Cerca de cumplir los sesenta años, el arquitecto valenciano sigue anclado a una casa-taller en Ciutat Vella, que se asemeja a su propia cáscara. Desde allí, ha iniciado el proceso de internacionalización de su firma con la sensación de estar en un nuevo principio
VALÈNCIA. En un momento, Ramón Esteve se saca, no se sabe de donde, uno de esos libros que su estudio de arquitectura y diseño edita solo para los clientes a los que construye sus casas. Viéndolo me dan ganas de hacerme la casa para conseguir el libro. Incluye la evolución constructiva y el resultado final. Muchas fotos. Es la Casa de la Roca, al norte de Barcelona, sobre una ladera frente al mar: pinos, encinas, alcornoques, Mediterráneo.
En las primeras páginas, aparece él señalando la parcela virgen antes de que se levante el hormigón y la piedra. La foto del minuto cero. Allí, rodeado de gente, se encuentra solo ante la orografía y comienza a intuir por dónde crecerá la casa. El objetivo: convertirla en una forma más de ese continuo natural.
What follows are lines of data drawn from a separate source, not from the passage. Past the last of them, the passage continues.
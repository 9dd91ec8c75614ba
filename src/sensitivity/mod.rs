//! Sensitivity analyses layered on top of the projection engine
//!
//! Both analyses deep-clone the baseline configuration per perturbation;
//! the caller's original is never mutated.

mod monte_carlo;
mod params;
mod tornado;

pub use monte_carlo::{run_monte_carlo_simulation, MonteCarloResult, DEFAULT_RUNS};
pub(crate) use monte_carlo::monte_carlo_of_validated;
pub use params::Parameter;
pub use tornado::{run_tornado_analysis, TornadoItem};
pub(crate) use tornado::tornado_of_validated;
Cuando asistió a la escena, encaramado a la colina, pensó en unas palabras del arquitecto pope Frank Lloyd Wright, y que ahora pronuncia. Las paladea y suenan a un código con el que sellar una liturgia; dan ganas de ponerse firmes: «Ninguna casa debería estar nunca sobre una colina ni sobre nada. Debería ser de la colina. Perteneciente a ella. Colina y casa deberían vivir juntas».
Esa imagen, la de Ramón Esteve entre gente, pero encerrado en sí mismo, mirando a un punto, desencriptando el entorno para encontrar la resolución a un rompecabezas, parecerá la escena definitiva que ha marcado cada una de sus principales historias, camino de los sesenta. No basta con estar, se trata de ser. Abierto y cerrado, como si cada estado fuera una misma modulación.
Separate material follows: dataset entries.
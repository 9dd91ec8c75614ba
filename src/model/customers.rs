//! Customer base growth model

/// Customer counts per projection year.
///
/// The base retains `(1 - churn)` of last year's customers and acquires a
/// new cohort that grows by `(1 + growth)` each year:
/// `c[0] = new_customers`, `c[t] = c[t-1]*(1-churn) + new_customers*(1+growth)^t`.
pub fn customers_per_year(
    new_customers: f64,
    churn: f64,
    growth: f64,
    forecast_years: u32,
) -> Vec<f64> {
    let mut customers = Vec::with_capacity(forecast_years as usize);

    for t in 0..forecast_years {
        if t == 0 {
            customers.push(new_customers);
        } else {
            let retained = customers[t as usize - 1] * (1.0 - churn);
            let acquired = new_customers * (1.0 + growth).powi(t as i32);
            customers.push(retained + acquired);
        }
    }

    customers
}

#[cfg(test)]
mod tests {
    use super::*;

    #[test]
    fn test_first_year_equals_new_customers() {
        let series = customers_per_year(240.0, 0.25, 0.10, 5);
        assert_eq!(series.len(), 5);
        assert!((series[0] - 240.0).abs() < 1e-10);
    }

    #[test]
    fn test_no_churn_no_growth_accumulates_linearly() {
        let series = customers_per_year(100.0, 0.0, 0.0, 6);

        for (t, &customers) in series.iter().enumerate() {
            assert!((customers - 100.0 * (t as f64 + 1.0)).abs() < 1e-9);
        }
    }

    #[test]
    fn test_full_churn_leaves_only_new_cohorts() {
        // churn = 1 retains nothing: each year is its standalone cohort
        let series = customers_per_year(100.0, 1.0, 0.10, 4);

        for (t, &customers) in series.iter().enumerate() {
            let cohort = 100.0 * 1.10_f64.powi(t as i32);
            assert!((customers - cohort).abs() < 1e-9);
        }
    }

    #[test]
    fn test_churn_shrinks_the_base() {
        let low_churn = customers_per_year(100.0, 0.1, 0.05, 8);
        let high_churn = customers_per_year(100.0, 0.5, 0.05, 8);

        assert!(low_churn[7] > high_churn[7]);
    }
}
Como cuando vio el solar de esta misma casa, donde ahora hablamos. Vive y trabaja en una suerte de vivienda-taller que ya parece su propia cáscara. Pasa como con los perros y sus amos, cada vez Esteve y su casa se parecen más entre sí. Representa la esencia gremial de aquellos oficios en los que se trabajaba en el bajo, y se vivía arriba.
El niño tímido, retraído, más preocupado por desarmar los mecanismos de un juguete que por montar colla, vivió sus primeros años en València. Luego la familia —quizá para que dejara de destrozar el regalo de Reyes— se volvió con él a Ontinyent. De allí a Madrid para estudiar Arquitectura. De nuevo Ontinyent, donde realizó los primeros encargos. Finalmente, la inercia lo puso dando vueltas por Ciutat Vella, en busca de un lugar para situar su estudio. Se le apareció como se aparecen los restos arqueológicos. «Hay por aquí un solar…», dice que le dijeron. En la plaza Pere Borrego, zona caliente de Na Jordana, entre calle Museu y Portal Nou. «Quería ir a un lugar donde estuviera la identidad de la ciudad. Y la identidad está en El Carmen, es donde se cuenta con más claridad lo que ha sido València». El lienzo en blanco a principio del siglo. Además de con un solar, se encontró con Ignacio Casar Pinazo, arquitecto inspector de Patrimonio en la Generalitat. Hicieron buen ticket. Cerca de tres años después, y unos cuantos disgustos pasajeros, una nueva unidad crecía en el casco histórico. Luz de poniente. La geolocalización de Esteve en el mundo durante todo este tiempo.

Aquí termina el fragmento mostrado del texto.